Some techniques for getting better estimates from your team are tee-shirt sizing, wide band Delphi, and estimating by analogy but they all embrace notions of uncertainty and calibration. Group estimating is quite effective even informally.
Q. You talk a lot about “one source of truth”. How do you see requirements playing into that “single big picture” view of the project, when using Liquid Planner?
Another word for truth is clarity, and any process that you can bring more clarity to is what we are talking about. For example, in my last company we had a full SDLC and wrote specifications full of requirements for development work.

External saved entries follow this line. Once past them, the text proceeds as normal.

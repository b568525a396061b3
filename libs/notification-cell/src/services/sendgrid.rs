// libs/notification-cell/src/services/sendgrid.rs
use std::fmt;

use async_trait::async_trait;
use base64::{engine::general_purpose, Engine as _};
use reqwest::Client;
use tracing::{debug, error, info};

use shared_config::AppConfig;

use crate::error::NotificationError;
use crate::models::{
    ConfirmationMessage, ReminderMessage, SendGridAddress, SendGridAttachment, SendGridContent,
    SendGridMailRequest, SendGridPersonalization,
};
use crate::services::channel::NotificationChannel;

pub const CONFIRMATION_SUBJECT: &str = "Appointment Confirmed | Healthcare System";
pub const REMINDER_SUBJECT: &str = "Appointment Reminder";
pub const QR_ATTACHMENT_NAME: &str = "appointment-qr.png";

/// SendGrid v3 mail client.
/// Based on: https://docs.sendgrid.com/api-reference/mail-send/mail-send
pub struct SendGridChannel {
    client: Client,
    api_key: String,
    from_email: String,
    base_url: String,
}

// The API key never reaches logs or assertion output.
impl fmt::Debug for SendGridChannel {
    fn fmt(&self, f: &mut fmt::Formatter<'_>) -> fmt::Result {
        f.debug_struct("SendGridChannel")
            .field("api_key", &"<redacted>")
            .field("from_email", &self.from_email)
            .field("base_url", &self.base_url)
            .finish()
    }
}

impl SendGridChannel {
    pub fn new(config: &AppConfig) -> Result<Self, NotificationError> {
        if !config.is_email_configured() {
            return Err(NotificationError::NotConfigured);
        }

        Ok(Self {
            client: Client::new(),
            api_key: config.sendgrid_api_key.clone(),
            from_email: config.sendgrid_from_email.clone(),
            base_url: config.sendgrid_base_url.trim_end_matches('/').to_string(),
        })
    }

    /// POST /v3/mail/send
    async fn send_mail(&self, request: &SendGridMailRequest) -> Result<(), NotificationError> {
        let url = format!("{}/v3/mail/send", self.base_url);
        debug!("Sending mail request to: {}", url);

        let response = self
            .client
            .post(&url)
            .header("Authorization", format!("Bearer {}", self.api_key))
            .header("Content-Type", "application/json")
            .json(request)
            .send()
            .await?;

        let status = response.status();
        if !status.is_success() {
            let response_text = response.text().await.unwrap_or_default();
            error!("SendGrid mail send failed: {} - {}", status, response_text);
            return Err(NotificationError::Transport(format!("HTTP {}: {}", status, response_text)));
        }

        info!("SendGrid accepted mail with status {}", status);
        Ok(())
    }

    fn envelope(&self, to_email: &str, subject: &str, content: SendGridContent) -> SendGridMailRequest {
        SendGridMailRequest {
            personalizations: vec![SendGridPersonalization {
                to: vec![SendGridAddress { email: to_email.to_string() }],
            }],
            from: SendGridAddress { email: self.from_email.clone() },
            subject: subject.to_string(),
            content: vec![content],
            attachments: Vec::new(),
        }
    }
}

#[async_trait]
impl NotificationChannel for SendGridChannel {
    async fn send_confirmation(&self, message: &ConfirmationMessage) -> Result<(), NotificationError> {
        let mut request = self.envelope(
            &message.to_email,
            CONFIRMATION_SUBJECT,
            SendGridContent {
                content_type: "text/html".to_string(),
                value: confirmation_html(message),
            },
        );

        if !message.qr_png.is_empty() {
            request.attachments.push(SendGridAttachment {
                content: general_purpose::STANDARD.encode(&message.qr_png),
                content_type: "image/png".to_string(),
                filename: QR_ATTACHMENT_NAME.to_string(),
                disposition: "attachment".to_string(),
            });
        }

        self.send_mail(&request).await
    }

    async fn send_reminder(&self, message: &ReminderMessage) -> Result<(), NotificationError> {
        let request = self.envelope(
            &message.to_email,
            REMINDER_SUBJECT,
            SendGridContent {
                content_type: "text/plain".to_string(),
                value: reminder_text(message),
            },
        );

        self.send_mail(&request).await
    }
}

pub fn confirmation_html(message: &ConfirmationMessage) -> String {
    format!(
        "<h2>Appointment Confirmed</h2>\
         <p>Hello <b>{patient}</b>,</p>\
         <p>Your appointment has been successfully booked.</p>\
         <hr/>\
         <p><b>Doctor:</b> {doctor}</p>\
         <p><b>Specialty:</b> {specialty}</p>\
         <p><b>Date:</b> {date}</p>\
         <p><b>Time:</b> {time}</p>\
         <p><b>Appointment ID:</b> #{id}</p>\
         <br/>\
         <p><b>QR Code:</b> Your appointment QR code is attached with this email.</p>\
         <p>Please show and scan the QR code at the reception desk.</p>\
         <br/>\
         <p>Thank you,<br/>Healthcare Appointment Team</p>",
        patient = escape_html(&message.patient_name),
        doctor = escape_html(&message.doctor_name),
        specialty = escape_html(&message.specialty),
        date = message.date,
        time = message.time,
        id = message.appointment_id,
    )
}

pub fn reminder_text(message: &ReminderMessage) -> String {
    format!(
        "Hello {},\n\n\
         This is a reminder for your appointment.\n\n\
         Doctor: Dr. {}\n\
         Time: {}\n\n\
         Please be available 10 minutes early.\n\n\
         Thank you.",
        message.patient_name, message.doctor_name, message.display_time
    )
}

fn escape_html(raw: &str) -> String {
    let mut escaped = String::with_capacity(raw.len());
    for c in raw.chars() {
        match c {
            '&' => escaped.push_str("&amp;"),
            '<' => escaped.push_str("&lt;"),
            '>' => escaped.push_str("&gt;"),
            '"' => escaped.push_str("&quot;"),
            '\'' => escaped.push_str("&#39;"),
            _ => escaped.push(c),
        }
    }
    escaped
}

We had a system of rating the specs 1 through 4 based on their “readiness” for Dev; level 4 meant it was done. In practice this was a binary state – not ready vs. ready. I submit their would be real value in a ranged estimate at these stages to capture a meaningful metric regarding how much uncertainty exists. I think the feedback would be super useful to the person responsible for the requirements as well as a manager who wants to be able to direct her efforts to the projects with the most uncertainty. If you want to take it a step further, you can do what we do, which is spec requirements in LiquidPlanner and let the projects, categories, and work items carried those requirements with them. That way each item can be assigned and estimated as you go and you can use uncertainty to guide your management actions. It’s the best way to facilitate one of my favorite practices: cut early and cut often.